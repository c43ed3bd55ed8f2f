#[cfg(test)]
mod tests {
    use std::sync::Arc;

    use rand::{rngs::StdRng, Rng, SeedableRng};
    use zstd_handle::{
        context::{CompressionContext, DecompressionContext},
        dict::{self, CompressionDictionary, DecompressionDictionary},
        engine::codes,
        frame,
        params::CompressionParameterSet,
        types::{EndMode, ResetMode, ZstdError},
    };

    const WORDS: [&str; 12] = [
        "alpha", "bravo", "charlie", "delta", "echo", "foxtrot", "golf", "hotel", "india",
        "juliet", "kilo", "lima",
    ];

    fn record(rng: &mut StdRng, i: usize) -> Vec<u8> {
        format!(
            "{{\"id\":{},\"user\":\"{}-{}\",\"tags\":[\"{}\",\"{}\"],\"score\":{},\"active\":{}}}",
            i,
            WORDS[rng.gen_range(0..WORDS.len())],
            rng.gen_range(0..10_000),
            WORDS[rng.gen_range(0..WORDS.len())],
            WORDS[rng.gen_range(0..WORDS.len())],
            rng.gen_range(0..1_000),
            rng.gen_bool(0.5)
        )
        .into_bytes()
    }

    fn trained(seed: u64) -> Vec<u8> {
        let mut rng = StdRng::seed_from_u64(seed);
        let samples: Vec<Vec<u8>> = (0..1_000).map(|i| record(&mut rng, i)).collect();
        dict::train(&samples, 4096).unwrap()
    }

    struct Fixture {
        cdict: CompressionDictionary,
        ddict: Arc<DecompressionDictionary>,
        payload: Vec<u8>,
        frame: Vec<u8>,
    }

    fn fixture(seed: u64) -> Fixture {
        let bytes = trained(seed);
        let params = CompressionParameterSet::new().unwrap();
        let cdict = CompressionDictionary::new(&bytes, &params).unwrap();
        let ddict = Arc::new(DecompressionDictionary::new(&bytes).unwrap());
        let mut rng = StdRng::seed_from_u64(seed ^ 0xFF);
        let payload = record(&mut rng, 42);
        let mut cctx = CompressionContext::new().unwrap();
        let frame = cctx.compress_using_dictionary(&payload, &cdict).unwrap();
        Fixture { cdict, ddict, payload, frame }
    }

    fn text(len: usize) -> Vec<u8> {
        b"lorem ipsum dolor sit amet, consectetur adipiscing elit. "
            .iter()
            .copied()
            .cycle()
            .take(len)
            .collect()
    }

    // --- Streaming ---

    #[test]
    fn test_empty_input_rejected() {
        let mut dctx = DecompressionContext::new().unwrap();
        let err = dctx.decompress_stream(&[]).unwrap_err();
        assert_eq!(err, ZstdError::EmptyInput);
        assert!(err.is_usage());
        assert_eq!(dctx.counters().calls, 0);
    }

    #[test]
    fn test_whole_frame_reports_end() {
        let data = text(100_000);
        let compressed = frame::compress(&data, 3).unwrap();
        let mut dctx = DecompressionContext::new().unwrap();
        let (out, is_end) = dctx.decompress_stream(&compressed).unwrap();
        assert_eq!(out, data);
        assert!(is_end);
        assert!(dctx.counters().buffer_grows > 0);
    }

    #[test]
    fn test_split_frame_reports_end_on_last_piece() {
        let data = text(30_000);
        let compressed = frame::compress(&data, 1).unwrap();
        let (a, b) = compressed.split_at(compressed.len() / 2);
        let mut dctx = DecompressionContext::new().unwrap();
        let (mut out, end_a) = dctx.decompress_stream(a).unwrap();
        let (tail, end_b) = dctx.decompress_stream(b).unwrap();
        out.extend(tail);
        assert!(!end_a);
        assert!(end_b);
        assert_eq!(out, data);
    }

    #[test]
    fn test_byte_at_a_time() {
        let data = text(2_000);
        let compressed = frame::compress(&data, 5).unwrap();
        let mut dctx = DecompressionContext::new().unwrap();
        let mut out = Vec::new();
        let mut ends = 0;
        for b in compressed.chunks(1) {
            let (chunk, is_end) = dctx.decompress_stream(b).unwrap();
            out.extend(chunk);
            ends += is_end as usize;
        }
        assert_eq!(out, data);
        assert_eq!(ends, 1);
    }

    #[test]
    fn test_call_stops_at_end_of_frame() {
        let first = frame::compress(b"first frame|", 3).unwrap();
        let second = frame::compress(b"second frame", 3).unwrap();
        let mut joined = first.clone();
        joined.extend(&second);

        let mut dctx = DecompressionContext::new().unwrap();
        let (out, is_end) = dctx.decompress_stream(&joined).unwrap();
        assert_eq!(out, b"first frame|");
        assert!(is_end);
        assert_eq!(dctx.counters().bytes_in, first.len() as u64);

        // The session is ready for the next frame
        let (out, is_end) = dctx.decompress_stream(&second).unwrap();
        assert_eq!(out, b"second frame");
        assert!(is_end);
        assert_eq!(dctx.counters().frames_ended, 2);
    }

    #[test]
    fn test_trailing_bytes_after_frame_are_ignored() {
        let mut input = frame::compress(b"hello frame", 3).unwrap();
        input.extend_from_slice(b"\0\0\0\0trailing");
        let mut dctx = DecompressionContext::new().unwrap();
        let (out, is_end) = dctx.decompress_stream(&input).unwrap();
        assert_eq!(out, b"hello frame");
        assert!(is_end);
    }

    #[test]
    fn test_garbage_is_corrupt_data() {
        let mut dctx = DecompressionContext::new().unwrap();
        let err = dctx.decompress_stream(b"definitely not a zstd frame").unwrap_err();
        assert!(matches!(err, ZstdError::CorruptData(e) if e.code == codes::PREFIX_UNKNOWN));
        assert!(!err.is_usage());
    }

    #[test]
    fn test_window_limit_rejects_large_window() {
        let data = text(1 << 20);
        let compressed = frame::compress(&data, 3).unwrap();
        let mut dctx = DecompressionContext::new().unwrap();
        dctx.set_parameter("windowLogMax", 10).unwrap();
        assert_eq!(dctx.get_parameter("windowLogMax").unwrap(), 10);
        let err = dctx.decompress_stream(&compressed).unwrap_err();
        assert!(
            matches!(err, ZstdError::CorruptData(e) if e.code == codes::FRAME_PARAMETER_WINDOW_TOO_LARGE)
        );
    }

    // --- Parameters ---

    #[test]
    fn test_unknown_parameter_fails_for_get_and_set() {
        let mut dctx = DecompressionContext::new().unwrap();
        assert!(matches!(dctx.get_parameter("compressionLevel"), Err(ZstdError::UnknownParameter { .. })));
        assert!(matches!(dctx.set_parameter("bogus", 0), Err(ZstdError::UnknownParameter { .. })));
    }

    #[test]
    fn test_invalid_window_log_max() {
        let mut dctx = DecompressionContext::new().unwrap();
        let err = dctx.set_parameter("windowLogMax", 99).unwrap_err();
        assert!(matches!(err, ZstdError::InvalidParameterValue { name: "windowLogMax", value: 99, .. }));
    }

    // --- Dictionary pinning ---

    #[test]
    fn test_pin_outlives_caller_reference() {
        let f = fixture(1);
        let id = f.ddict.id();
        assert_ne!(id, 0);

        let mut dctx = DecompressionContext::new().unwrap();
        dctx.ref_dictionary(Arc::clone(&f.ddict)).unwrap();
        assert_eq!(Arc::strong_count(&f.ddict), 2);
        drop(f.ddict);

        assert_eq!(dctx.pinned_dictionary_id().unwrap(), Some(id));
        let (out, is_end) = dctx.decompress_stream(&f.frame).unwrap();
        assert_eq!(out, f.payload);
        assert!(is_end);
    }

    #[test]
    fn test_session_reset_keeps_pin() {
        let f = fixture(2);
        let mut dctx = DecompressionContext::new().unwrap();
        dctx.ref_dictionary(Arc::clone(&f.ddict)).unwrap();
        dctx.reset(ResetMode::Session).unwrap();
        assert_eq!(Arc::strong_count(&f.ddict), 2);
        let (out, _) = dctx.decompress_stream(&f.frame).unwrap();
        assert_eq!(out, f.payload);
    }

    #[test]
    fn test_full_reset_clears_pin() {
        let f = fixture(3);
        let mut dctx = DecompressionContext::new().unwrap();
        dctx.ref_dictionary(Arc::clone(&f.ddict)).unwrap();
        dctx.reset(ResetMode::All).unwrap();
        assert_eq!(Arc::strong_count(&f.ddict), 1);
        assert_eq!(dctx.pinned_dictionary_id().unwrap(), None);

        let err = dctx.decompress_stream(&f.frame).unwrap_err();
        assert!(matches!(err, ZstdError::CorruptData(e) if e.code == codes::DICTIONARY_WRONG));
    }

    #[test]
    fn test_params_reset_clears_pin() {
        let f = fixture(4);
        let mut dctx = DecompressionContext::new().unwrap();
        dctx.ref_dictionary(Arc::clone(&f.ddict)).unwrap();
        dctx.reset(ResetMode::Params).unwrap();
        assert_eq!(Arc::strong_count(&f.ddict), 1);
    }

    #[test]
    fn test_new_reference_replaces_pin() {
        let a = fixture(5);
        let b = fixture(6);
        let mut dctx = DecompressionContext::new().unwrap();
        dctx.ref_dictionary(Arc::clone(&a.ddict)).unwrap();
        dctx.ref_dictionary(Arc::clone(&b.ddict)).unwrap();
        assert_eq!(Arc::strong_count(&a.ddict), 1);
        assert_eq!(Arc::strong_count(&b.ddict), 2);
        assert_eq!(dctx.pinned_dictionary_id().unwrap(), Some(b.ddict.id()));
        assert_eq!(dctx.registered_dictionary_count().unwrap(), 0);

        let (out, _) = dctx.decompress_stream(&b.frame).unwrap();
        assert_eq!(out, b.payload);
    }

    #[test]
    fn test_repeated_reference_registers_once() {
        let f = fixture(9);
        let mut dctx = DecompressionContext::new().unwrap();
        dctx.set_parameter("refMultipleDDicts", 1).unwrap();
        for _ in 0..1_000 {
            dctx.ref_dictionary(Arc::clone(&f.ddict)).unwrap();
        }
        assert_eq!(dctx.registered_dictionary_count().unwrap(), 1);
        // registered + active
        assert_eq!(Arc::strong_count(&f.ddict), 3);

        // A different object with the same id takes over the slot
        let twin = Arc::new(DecompressionDictionary::new(&trained(9)).unwrap());
        assert_eq!(twin.id(), f.ddict.id());
        dctx.ref_dictionary(Arc::clone(&twin)).unwrap();
        assert_eq!(dctx.registered_dictionary_count().unwrap(), 1);
        assert_eq!(Arc::strong_count(&f.ddict), 1);
        assert_eq!(Arc::strong_count(&twin), 3);

        let (out, _) = dctx.decompress_stream(&f.frame).unwrap();
        assert_eq!(out, f.payload);
    }

    #[test]
    fn test_multiple_references_are_all_pinned() {
        let a = fixture(7);
        let b = fixture(8);
        let mut dctx = DecompressionContext::new().unwrap();
        dctx.set_parameter("refMultipleDDicts", 1).unwrap();
        dctx.ref_dictionary(Arc::clone(&a.ddict)).unwrap();
        dctx.ref_dictionary(Arc::clone(&b.ddict)).unwrap();
        // a: registered; b: registered + active
        assert_eq!(Arc::strong_count(&a.ddict), 2);
        assert_eq!(Arc::strong_count(&b.ddict), 3);
        assert_eq!(dctx.registered_dictionary_count().unwrap(), 2);

        let (out_a, _) = dctx.decompress_stream(&a.frame).unwrap();
        let (out_b, _) = dctx.decompress_stream(&b.frame).unwrap();
        assert_eq!(out_a, a.payload);
        assert_eq!(out_b, b.payload);

        // The engine's lookup set outlives parameter resets
        dctx.reset(ResetMode::All).unwrap();
        assert_eq!(Arc::strong_count(&a.ddict), 2);
        assert_eq!(Arc::strong_count(&b.ddict), 2);
        assert_eq!(dctx.pinned_dictionary_id().unwrap(), None);

        dctx.close();
        assert_eq!(Arc::strong_count(&a.ddict), 1);
        assert_eq!(Arc::strong_count(&b.ddict), 1);
    }

    #[test]
    fn test_close_releases_pin_after_engine() {
        let f = fixture(9);
        let mut dctx = DecompressionContext::new().unwrap();
        dctx.ref_dictionary(Arc::clone(&f.ddict)).unwrap();
        assert!(dctx.close());
        assert_eq!(Arc::strong_count(&f.ddict), 1);
        assert!(!dctx.close());
    }

    #[test]
    fn test_drop_releases_pin() {
        let f = fixture(10);
        {
            let mut dctx = DecompressionContext::new().unwrap();
            dctx.ref_dictionary(Arc::clone(&f.ddict)).unwrap();
        }
        assert_eq!(Arc::strong_count(&f.ddict), 1);
    }

    // --- Raw blocks ---

    #[test]
    fn test_block_round_trip() {
        let data = text(50_000);
        let mut cctx = CompressionContext::new().unwrap();
        let block = cctx.compress_block(&data, None).unwrap();
        assert!(!block.is_empty());
        assert!(block.len() < data.len());

        let mut dctx = DecompressionContext::new().unwrap();
        assert_eq!(dctx.decompress_block(&block, None).unwrap(), data);
    }

    #[test]
    fn test_block_round_trip_with_dictionary() {
        let f = fixture(11);
        let mut cctx = CompressionContext::new().unwrap();
        let block = cctx.compress_block(&f.payload, Some(&f.cdict)).unwrap();
        assert!(!block.is_empty());

        let mut dctx = DecompressionContext::new().unwrap();
        assert_eq!(dctx.decompress_block(&block, Some(&f.ddict)).unwrap(), f.payload);
    }

    #[test]
    fn test_block_does_not_disturb_streaming() {
        let data = text(10_000);
        let compressed = frame::compress(&data, 3).unwrap();
        let mut cctx = CompressionContext::new().unwrap();
        let block = cctx.compress_block(&data, None).unwrap();
        let mut dctx = DecompressionContext::new().unwrap();
        dctx.decompress_block(&block, None).unwrap();

        let (out, is_end) = dctx.decompress_stream(&compressed).unwrap();
        assert_eq!(out, data);
        assert!(is_end);

        let streamed = cctx.compress_stream(&data, EndMode::End).unwrap();
        assert_eq!(frame::decompress(&streamed).unwrap(), data);
    }

    #[test]
    fn test_oversized_block_rejected() {
        let data = text(200_000);
        let mut cctx = CompressionContext::new().unwrap();
        assert!(matches!(
            cctx.compress_block(&data, None),
            Err(ZstdError::OutOfRange { what: "block size", .. })
        ));
    }
}
//! engine/mod.rs
//! The only place that talks to the compression engine directly.
//!
//! Everything above this module works with owning wrappers and `Result`s; no
//! other module needs `unsafe`.

pub mod error;
pub mod handles;
pub mod session;

pub use error::{check, codes, EngineError};
pub use handles::{frame_content_size, is_frame, RawCCtx, RawCCtxParams, RawCDict, RawDCtx, RawDDict};
pub use session::PinnedDCtx;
========================
## WHAT YOU ARE ASKED TO DO
Select, from the listing, all lines that include the word "codes".

## SOLUTION TO THIS PROBLEM
        engine::codes,
        assert!(matches!(err, ZstdError::CorruptData(e) if e.code == codes::PREFIX_UNKNOWN));
            matches!(err, ZstdError::CorruptData(e) if e.code == codes::FRAME_PARAMETER_WINDOW_TOO_LARGE)
        assert!(matches!(err, ZstdError::CorruptData(e) if e.code == codes::DICTIONARY_WRONG));
pub use error::{check, codes, EngineError};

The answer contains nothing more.